Without leaving out a single line, copy the records exactly.

RECORDED INFORMATION:
▬▬▬

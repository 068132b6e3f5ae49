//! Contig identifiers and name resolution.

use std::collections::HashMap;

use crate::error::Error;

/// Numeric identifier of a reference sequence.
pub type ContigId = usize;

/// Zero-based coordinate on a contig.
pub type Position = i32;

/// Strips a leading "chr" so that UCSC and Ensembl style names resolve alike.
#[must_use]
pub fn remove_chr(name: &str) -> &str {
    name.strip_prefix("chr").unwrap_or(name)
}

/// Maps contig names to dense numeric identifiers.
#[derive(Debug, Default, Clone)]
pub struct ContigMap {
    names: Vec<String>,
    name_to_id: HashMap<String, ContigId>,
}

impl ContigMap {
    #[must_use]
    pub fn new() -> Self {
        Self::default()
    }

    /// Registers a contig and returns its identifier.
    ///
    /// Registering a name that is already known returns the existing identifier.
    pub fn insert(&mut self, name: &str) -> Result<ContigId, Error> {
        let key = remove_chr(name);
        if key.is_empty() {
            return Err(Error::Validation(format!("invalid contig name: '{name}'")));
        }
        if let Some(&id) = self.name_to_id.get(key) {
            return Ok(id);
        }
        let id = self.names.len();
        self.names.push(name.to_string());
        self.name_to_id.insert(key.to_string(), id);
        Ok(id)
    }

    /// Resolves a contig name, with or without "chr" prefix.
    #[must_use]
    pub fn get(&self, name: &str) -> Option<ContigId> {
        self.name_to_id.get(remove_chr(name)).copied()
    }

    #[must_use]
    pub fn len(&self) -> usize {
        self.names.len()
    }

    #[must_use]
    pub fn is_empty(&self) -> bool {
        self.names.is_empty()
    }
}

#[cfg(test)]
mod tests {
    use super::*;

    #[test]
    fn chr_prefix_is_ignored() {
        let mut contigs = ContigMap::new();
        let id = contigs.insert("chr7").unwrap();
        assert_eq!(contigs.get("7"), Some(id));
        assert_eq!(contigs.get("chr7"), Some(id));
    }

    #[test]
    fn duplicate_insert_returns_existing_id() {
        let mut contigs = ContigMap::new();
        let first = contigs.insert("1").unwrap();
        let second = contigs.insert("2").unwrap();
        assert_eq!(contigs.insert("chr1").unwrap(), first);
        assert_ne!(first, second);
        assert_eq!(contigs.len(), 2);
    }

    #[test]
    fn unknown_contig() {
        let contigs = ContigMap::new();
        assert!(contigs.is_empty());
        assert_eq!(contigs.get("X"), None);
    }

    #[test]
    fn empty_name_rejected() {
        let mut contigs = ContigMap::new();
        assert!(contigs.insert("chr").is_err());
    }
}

▬▬▬

WRITTEN SOLUTION:
repository 068132b6e3f5ae49
//! Contig identifiers and name resolution.

use std::collections::HashMap;

use crate::error::Error;

/// Numeric identifier of a reference sequence.
pub type ContigId = usize;

/// Zero-based coordinate on a contig.
pub type Position = i32;

/// Strips a leading "chr" so that UCSC and Ensembl style names resolve alike.
#[must_use]
pub fn remove_chr(name: &str) -> &str {
    name.strip_prefix("chr").unwrap_or(name)
}

/// Maps contig names to dense numeric identifiers.
#[derive(Debug, Default, Clone)]
pub struct ContigMap {
    names: Vec<String>,
    name_to_id: HashMap<String, ContigId>,
}

impl ContigMap {
    #[must_use]
    pub fn new() -> Self {
        Self::default()
    }

    /// Registers a contig and returns its identifier.
    ///
    /// Registering a name that is already known returns the existing identifier.
    pub fn insert(&mut self, name: &str) -> Result<ContigId, Error> {
        let key = remove_chr(name);
        if key.is_empty() {
            return Err(Error::Validation(format!("invalid contig name: '{name}'")));
        }
        if let Some(&id) = self.name_to_id.get(key) {
            return Ok(id);
        }
        let id = self.names.len();
        self.names.push(name.to_string());
        self.name_to_id.insert(key.to_string(), id);
        Ok(id)
    }

    /// Resolves a contig name, with or without "chr" prefix.
    #[must_use]
    pub fn get(&self, name: &str) -> Option<ContigId> {
        self.name_to_id.get(remove_chr(name)).copied()
    }

    #[must_use]
    pub fn len(&self) -> usize {
        self.names.len()
    }

    #[must_use]
    pub fn is_empty(&self) -> bool {
        self.names.is_empty()
    }
}

#[cfg(test)]
mod tests {
    use super::*;

    #[test]
    fn chr_prefix_is_ignored() {
        let mut contigs = ContigMap::new();
        let id = contigs.insert("chr7").unwrap();
        assert_eq!(contigs.get("7"), Some(id));
        assert_eq!(contigs.get("chr7"), Some(id));
    }

    #[test]
    fn duplicate_insert_returns_existing_id() {
        let mut contigs = ContigMap::new();
        let first = contigs.insert("1").unwrap();
        let second = contigs.insert("2").unwrap();
        assert_eq!(contigs.insert("chr1").unwrap(), first);
        assert_ne!(first, second);
        assert_eq!(contigs.len(), 2);
    }

    #[test]
    fn unknown_contig() {
        let contigs = ContigMap::new();
        assert!(contigs.is_empty());
        assert_eq!(contigs.get("X"), None);
    }

    #[test]
    fn empty_name_rejected() {
        let mut contigs = ContigMap::new();
        assert!(contigs.insert("chr").is_err());
    }
}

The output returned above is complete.